Iran has qualified a total of twelve wrestlers for each the following weight classes into the Olympic competition. Majority of Olympic berths were awarded to Iranian wrestlers, who finished among the top six at the 2015 World Championships, while two other wrestlers progressed to the top two finals to book Olympic spots each in the men's freestyle 130 kg and men's Greco-Roman 66 kg at the 2016 Asian Qualification Tournament.

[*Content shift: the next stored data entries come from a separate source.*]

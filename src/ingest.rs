//! Source file parsing.
//!
//! Dispatches on the filename extension: comma- or tab-delimited text goes
//! through the csv crate, spreadsheets through calamine. The first row of
//! every source is the header; headerless files are not supported.

use crate::dataset::{CellValue, RecordSet};
use crate::error::ParseError;
use anyhow::{Result, anyhow};
use calamine::{Data, Reader, Xls, Xlsx};
use std::io::Cursor;
use tracing::debug;

/// Parses one uploaded file into a [`RecordSet`].
///
/// Any failure, including an unrecognized extension, becomes a
/// [`ParseError`] naming the file; the batch continues without it.
pub fn ingest(filename: &str, bytes: &[u8]) -> std::result::Result<RecordSet, ParseError> {
    let lowered = filename.to_lowercase();

    let result = if lowered.ends_with(".csv") {
        read_delimited(bytes, b',')
    } else if lowered.ends_with(".txt") || lowered.ends_with(".tsv") {
        read_delimited(bytes, b'\t')
    } else if lowered.ends_with(".xlsx") {
        read_spreadsheet::<Xlsx<_>>(bytes)
    } else if lowered.ends_with(".xls") {
        read_spreadsheet::<Xls<_>>(bytes)
    } else {
        Err(anyhow!("unsupported file extension"))
    };

    match result {
        Ok(set) => {
            debug!(
                file = %filename,
                columns = set.columns.len(),
                rows = set.rows.len(),
                "File ingested"
            );
            Ok(set)
        }
        Err(e) => Err(ParseError {
            filename: filename.to_string(),
            reason: e.to_string(),
        }),
    }
}

fn read_delimited(bytes: &[u8], delimiter: u8) -> Result<RecordSet> {
    let mut reader = csv::ReaderBuilder::new()
        .delimiter(delimiter)
        .from_reader(bytes);

    let columns: Vec<String> = reader.headers()?.iter().map(str::to_string).collect();
    if columns.is_empty() {
        return Err(anyhow!("file has no header row"));
    }

    let mut rows = Vec::new();
    for record in reader.records() {
        let record = record?;
        rows.push(
            record
                .iter()
                .map(|field| {
                    if field.is_empty() {
                        CellValue::Empty
                    } else {
                        CellValue::Text(field.to_string())
                    }
                })
                .collect(),
        );
    }

    Ok(RecordSet { columns, rows })
}

/// Reads the first worksheet of an Excel workbook.
fn read_spreadsheet<R>(bytes: &[u8]) -> Result<RecordSet>
where
    R: Reader<Cursor<Vec<u8>>>,
    R::Error: std::error::Error + Send + Sync + 'static,
{
    let mut workbook = R::new(Cursor::new(bytes.to_vec()))?;
    let range = workbook
        .worksheet_range_at(0)
        .ok_or_else(|| anyhow!("workbook has no sheets"))??;

    let mut sheet_rows = range.rows();
    let header = sheet_rows
        .next()
        .ok_or_else(|| anyhow!("sheet has no header row"))?;
    let columns: Vec<String> = header.iter().map(header_name).collect();

    let rows = sheet_rows
        .map(|row| row.iter().map(cell_value).collect())
        .collect();

    Ok(RecordSet { columns, rows })
}

fn header_name(cell: &Data) -> String {
    match cell {
        Data::String(s) => s.clone(),
        other => other.to_string(),
    }
}

fn cell_value(cell: &Data) -> CellValue {
    match cell {
        Data::Empty => CellValue::Empty,
        Data::String(s) if s.is_empty() => CellValue::Empty,
        Data::String(s) => CellValue::Text(s.clone()),
        Data::Float(f) => CellValue::Number(*f),
        Data::Int(i) => CellValue::Number(*i as f64),
        Data::Bool(b) => CellValue::Text(b.to_string()),
        Data::DateTime(dt) => CellValue::Number(dt.as_f64()),
        Data::DateTimeIso(s) | Data::DurationIso(s) => CellValue::Text(s.clone()),
        Data::Error(e) => CellValue::Text(e.to_string()),
    }
}

#[cfg(test)]
mod tests {
    use super::*;

    #[test]
    fn test_ingest_csv() {
        let bytes = b"class,student,grade\nA,Ivanov,5\nA,Petrov,4\n";
        let set = ingest("marks.csv", bytes).unwrap();

        assert_eq!(set.columns, vec!["class", "student", "grade"]);
        assert_eq!(set.rows.len(), 2);
        assert_eq!(set.rows[0][2], CellValue::Text("5".into()));
    }

    #[test]
    fn test_ingest_tsv_and_txt_are_tab_delimited() {
        let bytes = b"class\tgrade\nB\t3\n";
        for name in ["marks.tsv", "marks.txt", "MARKS.TSV"] {
            let set = ingest(name, bytes).unwrap();
            assert_eq!(set.columns, vec!["class", "grade"]);
            assert_eq!(set.rows.len(), 1);
        }
    }

    #[test]
    fn test_ingest_empty_cell_is_empty_not_text() {
        let bytes = b"class,grade\nA,\n";
        let set = ingest("marks.csv", bytes).unwrap();
        assert_eq!(set.rows[0][1], CellValue::Empty);
    }

    #[test]
    fn test_ingest_unsupported_extension() {
        let err = ingest("marks.pdf", b"whatever").unwrap_err();
        assert_eq!(err.filename, "marks.pdf");
        assert!(err.reason.contains("unsupported"));
    }

    #[test]
    fn test_ingest_ragged_csv_fails() {
        let bytes = b"class,student,grade\nA,Ivanov\n";
        let err = ingest("marks.csv", bytes).unwrap_err();
        assert_eq!(err.filename, "marks.csv");
    }

    #[test]
    fn test_ingest_empty_file_fails() {
        let err = ingest("marks.csv", b"").unwrap_err();
        assert!(err.reason.contains("no header"));
    }

    #[test]
    fn test_ingest_corrupt_spreadsheet_fails() {
        let err = ingest("marks.xlsx", b"not a zip archive").unwrap_err();
        assert_eq!(err.filename, "marks.xlsx");
    }
}
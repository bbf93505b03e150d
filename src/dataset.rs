//! Tabular record sets and the merged dataset.
//!
//! Every source file parses into a [`RecordSet`]; all surviving sets are
//! concatenated into one [`Dataset`] whose columns are the union of the
//! source schemas.

use crate::error::AnalysisError;
use std::collections::HashMap;

/// A single untyped cell.
///
/// `Empty` is a present-but-empty cell in the source file. `Absent` marks a
/// column the row's source file never had; it is introduced by [`merge`] and
/// is distinguishable from `Empty`.
#[derive(Debug, Clone, PartialEq)]
pub enum CellValue {
    Text(String),
    Number(f64),
    Empty,
    Absent,
}

impl CellValue {
    /// Numeric view of the cell. Text is trimmed and parsed; non-finite
    /// values, `Empty` and `Absent` have no numeric form.
    pub fn as_number(&self) -> Option<f64> {
        match self {
            CellValue::Number(n) if n.is_finite() => Some(*n),
            CellValue::Text(s) => s.trim().parse::<f64>().ok().filter(|n| n.is_finite()),
            _ => None,
        }
    }

    /// Display form, used for class names in the report.
    pub fn display(&self) -> String {
        match self {
            CellValue::Text(s) => s.clone(),
            CellValue::Number(n) => n.to_string(),
            CellValue::Empty | CellValue::Absent => String::new(),
        }
    }

    /// Identity key with exact-equality semantics: text never collides with
    /// numbers, `Empty`/`Absent` cells carry no identity.
    pub(crate) fn value_key(&self) -> Option<ValueKey> {
        match self {
            CellValue::Text(s) => Some(ValueKey::Text(s.clone())),
            CellValue::Number(n) if !n.is_nan() => Some(ValueKey::Number(n.to_bits())),
            _ => None,
        }
    }
}

/// Hashable identity of a cell, for grouping and distinct counting.
#[derive(Debug, Clone, PartialEq, Eq, Hash)]
pub(crate) enum ValueKey {
    Text(String),
    Number(u64),
}

/// One parsed source file: header columns plus rows of untyped cells.
#[derive(Debug, Clone)]
pub struct RecordSet {
    pub columns: Vec<String>,
    pub rows: Vec<Vec<CellValue>>,
}

/// All surviving record sets concatenated, in arrival order.
///
/// Columns are the union of the source schemas in first-seen order; cells
/// for columns a source never had are `Absent`. Grade normalization mutates
/// the rows in place; the dataset is read-only after that.
#[derive(Debug)]
pub struct Dataset {
    pub columns: Vec<String>,
    pub rows: Vec<Vec<CellValue>>,
}

/// Concatenates record sets into one dataset.
///
/// Rows keep file arrival order, then within-file order. Fails with
/// [`AnalysisError::EmptyInput`] when no record set survived ingestion.
pub fn merge(sets: Vec<RecordSet>) -> Result<Dataset, AnalysisError> {
    if sets.is_empty() {
        return Err(AnalysisError::EmptyInput);
    }

    let mut columns: Vec<String> = Vec::new();
    let mut index: HashMap<String, usize> = HashMap::new();
    for set in &sets {
        for col in &set.columns {
            if !index.contains_key(col) {
                index.insert(col.clone(), columns.len());
                columns.push(col.clone());
            }
        }
    }

    let mut rows = Vec::new();
    for set in sets {
        for row in set.rows {
            let mut merged = vec![CellValue::Absent; columns.len()];
            for (i, cell) in row.into_iter().enumerate() {
                if let Some(col) = set.columns.get(i) {
                    if let Some(&j) = index.get(col) {
                        merged[j] = cell;
                    }
                }
            }
            rows.push(merged);
        }
    }

    Ok(Dataset { columns, rows })
}

#[cfg(test)]
mod tests {
    use super::*;

    fn set(columns: &[&str], rows: Vec<Vec<CellValue>>) -> RecordSet {
        RecordSet {
            columns: columns.iter().map(|c| c.to_string()).collect(),
            rows,
        }
    }

    #[test]
    fn test_merge_empty_input_fails() {
        let result = merge(vec![]);
        assert_eq!(result.unwrap_err(), AnalysisError::EmptyInput);
    }

    #[test]
    fn test_merge_disjoint_columns_keeps_all_rows() {
        let a = set(&["class"], vec![vec![CellValue::Text("A".into())]]);
        let b = set(&["grade"], vec![vec![CellValue::Number(4.0)]]);

        let merged = merge(vec![a, b]).unwrap();

        assert_eq!(merged.columns, vec!["class", "grade"]);
        assert_eq!(merged.rows.len(), 2);
        // First row never had a grade column, second never had a class column
        assert_eq!(merged.rows[0][1], CellValue::Absent);
        assert_eq!(merged.rows[1][0], CellValue::Absent);
    }

    #[test]
    fn test_merge_preserves_arrival_order() {
        let a = set(
            &["class"],
            vec![
                vec![CellValue::Text("first".into())],
                vec![CellValue::Text("second".into())],
            ],
        );
        let b = set(&["class"], vec![vec![CellValue::Text("third".into())]]);

        let merged = merge(vec![a, b]).unwrap();

        let names: Vec<String> = merged.rows.iter().map(|r| r[0].display()).collect();
        assert_eq!(names, vec!["first", "second", "third"]);
    }

    #[test]
    fn test_absent_is_distinct_from_empty() {
        assert_ne!(CellValue::Absent, CellValue::Empty);
    }

    #[test]
    fn test_as_number_parses_trimmed_text() {
        assert_eq!(CellValue::Text(" 4.5 ".into()).as_number(), Some(4.5));
        assert_eq!(CellValue::Text("N/A".into()).as_number(), None);
        assert_eq!(CellValue::Text("NaN".into()).as_number(), None);
        assert_eq!(CellValue::Number(3.0).as_number(), Some(3.0));
        assert_eq!(CellValue::Empty.as_number(), None);
        assert_eq!(CellValue::Absent.as_number(), None);
    }

    #[test]
    fn test_value_key_separates_text_from_number() {
        let text = CellValue::Text("5".into()).value_key();
        let number = CellValue::Number(5.0).value_key();
        assert_ne!(text, number);
        assert_eq!(CellValue::Absent.value_key(), None);
        assert_eq!(CellValue::Empty.value_key(), None);
    }
}
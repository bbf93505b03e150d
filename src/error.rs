//! Error types for the analysis pipeline.
//!
//! Per-file ingest failures are collected and reported without aborting the
//! batch; everything in [`AnalysisError`] halts the run before any report is
//! produced.

use crate::resolve::Role;
use serde::Serialize;
use thiserror::Error;

/// A source file that could not be ingested.
///
/// Non-fatal: the batch continues with the remaining files.
#[derive(Debug, Clone, PartialEq, Error, Serialize)]
#[error("could not read {filename}: {reason}")]
pub struct ParseError {
    pub filename: String,
    pub reason: String,
}

/// Whole-run failures.
#[derive(Debug, Clone, PartialEq, Error)]
pub enum AnalysisError {
    /// No uploaded file survived ingestion.
    #[error("none of the uploaded files could be read")]
    EmptyInput,

    /// The header heuristics could not find every required column.
    #[error("required columns not found: {}", join_roles(.0))]
    UnresolvedColumns(Vec<Role>),

    /// No rows with usable grades remained for aggregation.
    #[error("no analyzable rows remained after filtering")]
    EmptyReport,
}

fn join_roles(roles: &[Role]) -> String {
    roles
        .iter()
        .map(|r| r.to_string())
        .collect::<Vec<_>>()
        .join(", ")
}
//! Grade coercion and row filtering.

use crate::dataset::{CellValue, Dataset};
use tracing::debug;

/// Coerces the grade column to numbers, dropping every row whose grade does
/// not parse. Returns the number of rows dropped.
///
/// Unparseable grades never count toward any class's statistics. The drop is
/// silent per row; the total is surfaced as a diagnostic so the caller can
/// report it.
pub fn normalize_grades(dataset: &mut Dataset, grade_col: usize) -> usize {
    let before = dataset.rows.len();

    dataset.rows.retain_mut(|row| {
        match row.get(grade_col).and_then(|cell| cell.as_number()) {
            Some(n) => {
                row[grade_col] = CellValue::Number(n);
                true
            }
            None => false,
        }
    });

    let dropped = before - dataset.rows.len();
    if dropped > 0 {
        debug!(dropped, "Dropped rows with non-numeric grades");
    }
    dropped
}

Two further wrestlers had claimed the remaining Olympic slots to round out the Iranian roster in separate World Qualification Tournaments; one of them in men's Greco Roman 120 kg at the initial meet in Ulaanbaatar, and the other in men's Greco-Roman 59 kg at the final meet in Istanbul.

- Men's freestyle

| Athlete | Event | Qualification | Round of 16 | Quarterfinal | Semifinal | Repechage 1 | Repechage 2 | Final / BM |  |
| Opposition Result | Opposition Result | Opposition Result | Opposition Result | Opposition Result | Opposition Result | Opposition Result | Rank |
| Hassan Rahimi | −57 kg | Bye | Mnatsakanyan (ARM) W 4–0 ^{ST} | Lebedev (RUS) W 3–1 ^{PP} | Higuchi (JPN) L 1–3 ^{PP} | Bye |  | Bonne (CUB) W 5–0 ^{VT} | 3rd place, bronze medalist(s) |
| Meisam Nasiri | −65 kg | Novachkov (BUL) L 1–3 ^{PP} | did not advance |  |  |  |  |  | 15 |
| Hassan Yazdani | −74 kg | Bye | Castelly (HAI) W 4–0 ^{ST} | Demirtaş (TUR) W 3–0 ^{PO} | Usserbayev (KAZ) W 4–0 ^{ST} | Bye |  | Geduev (RUS) W 3–1 ^{PP} | 1st place, gold medalist(s) |
| Alireza Karimi | −86 kg | Saadaoui (TUN) W 3–0 ^{PO} | Ganev (BUL) W 3–1 ^{PP} | Cox (USA) L 1–3 ^{PP} | did not advance |  |  |  | 7 |
| Reza Yazdani | −97 kg | Bölükbaşı (TUR) W 4–0 ^{ST} | Gazyumov (AZE) L 1–3 ^{PP} | did not advance |  | Baran (POL) W 3–1 ^{PP} | Ibragimov (UZB) L 0–5 ^{VT} | Did not advance | 7 |
| Komeil Ghasemi | −125 kg | Jarvis (CAN) W 3–1 ^{PP} | Kamal (EGY) W 3–0 ^{PO} | Petriashvili (GEO) W 3–1 ^{PP} | Dlagnev (USA) W 4–0 ^{ST} | Bye |  | Akgül (TUR) L 1–3 ^{PP} | 2nd place, silver medalist(s) |

- Men's Greco-Roman

| Athlete | Event | Qualification | Round of 16 | Quarterfinal | Semifinal | Repechage 1 | Repechage 2 | Final / BM |  |
| Opposition Result | Opposition Result | Opposition Result | Opposition Result | Opposition Result | Opposition Result | Opposition Result | Rank |
| Hamid Sourian | −59 kg | Ota (JPN) L 1–3 ^{PP} | did not advance |  |  | Kebispayev (KAZ) L 0–5 ^{VT} | did not advance |  | 11 |
| Omid Norouzi | −66 kg | Bye | Rivas (VEN) W 3–1 ^{PP} | Bolkvadze (GEO) L 0–3 ^{PO} | did not advance |  |  |  | 10 |
| Saeid Abdevali | −75 kg | Bye | Madsen (DEN) L 1–3 ^{PP} | did not advance |  | Bye | Nemeš (SRB) W 3–1 ^{PP} | Bácsi (HUN) W 3–1 ^{PP} | 3rd place, bronze medalist(s) |
| Habibollah Akhlaghi | −85 kg | Berg (SWE) W 4–0 ^{ST} | Chakvetadze (RUS) L 0–5 ^{VT} | did not advance |  | Tahmasebi (AZE) W 3–1 ^{PP} | Kudla (GER) L 1–3 ^{PP} | Did not advance | 7 |
| Ghasem Rezaei | −98 kg | Bye | Pérez (VEN) W 4–0 ^{ST} | Lugo (CUB) L 0–3 ^{PO} | Did not advance | Bye | Xiao D (CHN) W 3–0 ^{PO} | Schön (SWE) W 3–1 ^{PP} | 3rd place, bronze medalist(s) |
| Bashir Babajanzadeh | −130 kg | Bye | Meng Q (CHN) W 3–1 ^{PP} | Popp (GER) L 3–1 ^{PP} | did not advance |  |  |  | 10 |

== Referees and Officials ==
Among the Iranian representatives in Rio 2016 Olympics, Alireza Faghani, Reza Sokhandan and Mohammadreza Mansouri were the Football referees, and Iman Farzin appointed as the only Iranian official in Press Operations for Badminton Games.